- [Your instructions]:
Report every line of the records that includes the word "RegwatchEvent".

□ □ □

//! Source content persistence
//!
//! Append-only: each detected change adds a row. The latest version of a URL
//! is the row with the greatest `created_at`, later inserts winning ties.

use regwatch_common::events::{ChangeOperation, EventBus, RegwatchEvent};
use regwatch_common::models::{new_id, SourceContent};
use regwatch_common::{time, Result};
use sqlx::sqlite::SqliteRow;
use sqlx::{Row, SqlitePool};
use tracing::debug;

const SELECT_CONTENTS: &str =
    "SELECT id, source_url, title, content, created_at, updated_at FROM source_contents";

#[derive(Clone)]
pub struct SourceContentRepository {
    pool: SqlitePool,
    event_bus: EventBus,
}

impl SourceContentRepository {
    pub fn new(pool: SqlitePool, event_bus: EventBus) -> Self {
        Self { pool, event_bus }
    }

    pub async fn insert(&self, source_url: &str, title: &str, content: &str) -> Result<SourceContent> {
        let source_content = SourceContent {
            id: new_id(),
            source_url: source_url.to_string(),
            title: title.to_string(),
            content: content.to_string(),
            created_at: time::now(),
            updated_at: None,
        };

        sqlx::query(
            r#"
            INSERT INTO source_contents (id, source_url, title, content, created_at, updated_at)
            VALUES (?, ?, ?, ?, ?, NULL)
            "#,
        )
        .bind(&source_content.id)
        .bind(&source_content.source_url)
        .bind(&source_content.title)
        .bind(&source_content.content)
        .bind(source_content.created_at)
        .execute(&self.pool)
        .await?;

        debug!(
            "Stored content {} for {} ({} bytes)",
            source_content.id,
            source_url,
            source_content.content.len()
        );
        self.event_bus.emit_lossy(RegwatchEvent::source_content(
            ChangeOperation::Insert,
            &source_content.id,
            Some(source_content.clone()),
        ));
        Ok(source_content)
    }

    pub async fn list_all(&self) -> Result<Vec<SourceContent>> {
        let rows = sqlx::query(&format!("{} ORDER BY rowid", SELECT_CONTENTS))
            .fetch_all(&self.pool)
            .await?;

        rows.iter().map(content_from_row).collect()
    }

    /// Every stored version for `source_url`, oldest first
    pub async fn list_by_url(&self, source_url: &str) -> Result<Vec<SourceContent>> {
        let rows = sqlx::query(&format!(
            "{} WHERE source_url = ? ORDER BY rowid",
            SELECT_CONTENTS
        ))
        .bind(source_url)
        .fetch_all(&self.pool)
        .await?;

        rows.iter().map(content_from_row).collect()
    }

    pub async fn latest_for_url(&self, source_url: &str) -> Result<Option<SourceContent>> {
        let row = sqlx::query(&format!(
            "{} WHERE source_url = ? ORDER BY created_at DESC, rowid DESC LIMIT 1",
            SELECT_CONTENTS
        ))
        .bind(source_url)
        .fetch_optional(&self.pool)
        .await?;

        row.as_ref().map(content_from_row).transpose()
    }

    /// Latest version for each URL that has any content, in `source_urls` order
    pub async fn latest_for_urls(&self, source_urls: &[String]) -> Result<Vec<SourceContent>> {
        let mut latest = Vec::with_capacity(source_urls.len());
        for source_url in source_urls {
            if let Some(content) = self.latest_for_url(source_url).await? {
                latest.push(content);
            }
        }
        Ok(latest)
    }

    pub async fn delete_all(&self) -> Result<u64> {
        let ids: Vec<String> = sqlx::query_scalar("SELECT id FROM source_contents")
            .fetch_all(&self.pool)
            .await?;

        let result = sqlx::query("DELETE FROM source_contents")
            .execute(&self.pool)
            .await?;

        for id in &ids {
            self.event_bus.emit_lossy(RegwatchEvent::source_content(
                ChangeOperation::Delete,
                id,
                None,
            ));
        }
        Ok(result.rows_affected())
    }
}

fn content_from_row(row: &SqliteRow) -> Result<SourceContent> {
    Ok(SourceContent {
        id: row.try_get("id")?,
        source_url: row.try_get("source_url")?,
        title: row.try_get("title")?,
        content: row.try_get("content")?,
        created_at: row.try_get("created_at")?,
        updated_at: row.try_get("updated_at")?,
    })
}
//! Anthropic Messages API client
//!
//! Structured output uses tool use: the request declares one tool carrying the
//! output schema and forces `tool_choice` to it, so the answer arrives as the
//! tool's `input` object.

use super::{LlmClient, LlmError, StructuredRequest};
use async_trait::async_trait;
use regwatch_common::config::CompiledDefaults;
use reqwest::Client;
use serde::{Deserialize, Serialize};
use std::time::Duration;
use tracing::{debug, error};

const ANTHROPIC_VERSION: &str = "2023-06-01";

/// Connection and sampling settings for [`AnthropicClient`]
#[derive(Debug, Clone)]
pub struct AnthropicConfig {
    pub api_key: String,
    pub model: String,
    pub base_url: String,
    pub temperature: f32,
    pub max_tokens: u32,
    pub timeout: Duration,
}

impl AnthropicConfig {
    pub fn new(api_key: impl Into<String>) -> Self {
        Self {
            api_key: api_key.into(),
            model: CompiledDefaults::LLM_MODEL.to_string(),
            base_url: CompiledDefaults::LLM_BASE_URL.to_string(),
            temperature: CompiledDefaults::LLM_TEMPERATURE,
            max_tokens: CompiledDefaults::LLM_MAX_TOKENS,
            timeout: Duration::from_secs(CompiledDefaults::LLM_TIMEOUT_SECS),
        }
    }
}

pub struct AnthropicClient {
    client: Client,
    config: AnthropicConfig,
}

impl AnthropicClient {
    pub fn new(config: AnthropicConfig) -> Result<Self, LlmError> {
        if config.api_key.is_empty() {
            return Err(LlmError::Config("Anthropic API key is required".to_string()));
        }

        let client = Client::builder()
            .timeout(config.timeout)
            .build()
            .map_err(|e| LlmError::Config(format!("Failed to build HTTP client: {}", e)))?;

        Ok(Self { client, config })
    }

    fn messages_url(&self) -> String {
        format!("{}/v1/messages", self.config.base_url.trim_end_matches('/'))
    }

    fn build_body<'a>(&'a self, request: &'a StructuredRequest) -> MessagesRequest<'a> {
        MessagesRequest {
            model: &self.config.model,
            max_tokens: self.config.max_tokens,
            temperature: self.config.temperature,
            system: &request.system,
            messages: vec![Message {
                role: "user",
                content: request
                    .messages
                    .iter()
                    .map(|text| TextBlock {
                        kind: "text",
                        text,
                    })
                    .collect(),
            }],
            tools: vec![Tool {
                name: &request.output_name,
                description: &request.output_description,
                input_schema: &request.schema,
            }],
            tool_choice: ToolChoice {
                kind: "tool",
                name: &request.output_name,
            },
        }
    }
}

#[async_trait]
impl LlmClient for AnthropicClient {
    async fn structured(&self, request: StructuredRequest) -> Result<serde_json::Value, LlmError> {
        debug!(
            "Sending structured request '{}' to model {}",
            request.output_name, self.config.model
        );

        let response = self
            .client
            .post(self.messages_url())
            .header("x-api-key", &self.config.api_key)
            .header("anthropic-version", ANTHROPIC_VERSION)
            .json(&self.build_body(&request))
            .send()
            .await
            .map_err(|e| {
                error!("Anthropic API request failed: {}", e);
                LlmError::from(e)
            })?;

        let status = response.status();
        if !status.is_success() {
            let body = response.text().await.unwrap_or_default();
            error!("Anthropic API error ({}): {}", status, body);

            return match status.as_u16() {
                401 | 403 => Err(LlmError::Authentication),
                429 => Err(LlmError::RateLimited),
                code => Err(LlmError::Api(code, body)),
            };
        }

        let parsed: MessagesResponse = response.json().await?;
        debug!(
            "Anthropic response: stop_reason={:?}, input_tokens={}, output_tokens={}",
            parsed.stop_reason, parsed.usage.input_tokens, parsed.usage.output_tokens
        );

        parsed
            .content
            .into_iter()
            .find_map(|block| match block {
                ContentBlock::ToolUse { name, input } if name == request.output_name => Some(input),
                _ => None,
            })
            .ok_or(LlmError::MissingStructuredOutput(request.output_name))
    }

    fn model(&self) -> &str {
        &self.config.model
    }
}

#[derive(Serialize)]
struct MessagesRequest<'a> {
    model: &'a str,
    max_tokens: u32,
    temperature: f32,
    system: &'a str,
    messages: Vec<Message<'a>>,
    tools: Vec<Tool<'a>>,
    tool_choice: ToolChoice<'a>,
}

#[derive(Serialize)]
struct Message<'a> {
    role: &'static str,
    content: Vec<TextBlock<'a>>,
}

#[derive(Serialize)]
struct TextBlock<'a> {
    #[serde(rename = "type")]
    kind: &'static str,
    text: &'a str,
}

#[derive(Serialize)]
struct Tool<'a> {
    name: &'a str,
    description: &'a str,
    input_schema: &'a serde_json::Value,
}

#[derive(Serialize)]
struct ToolChoice<'a> {
    #[serde(rename = "type")]
    kind: &'static str,
    name: &'a str,
}

#[derive(Deserialize)]
struct MessagesResponse {
    content: Vec<ContentBlock>,
    stop_reason: Option<String>,
    #[serde(default)]
    usage: Usage,
}

#[derive(Deserialize)]
#[serde(tag = "type", rename_all = "snake_case")]
enum ContentBlock {
    ToolUse {
        name: String,
        input: serde_json::Value,
    },
    #[serde(other)]
    Other,
}

#[derive(Deserialize, Default)]
struct Usage {
    #[serde(default)]
    input_tokens: u32,
    #[serde(default)]
    output_tokens: u32,
}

□ □ □

- [Response for this exercise]:
use regwatch_common::events::{ChangeOperation, EventBus, RegwatchEvent};
        self.event_bus.emit_lossy(RegwatchEvent::source_content(
            self.event_bus.emit_lossy(RegwatchEvent::source_content(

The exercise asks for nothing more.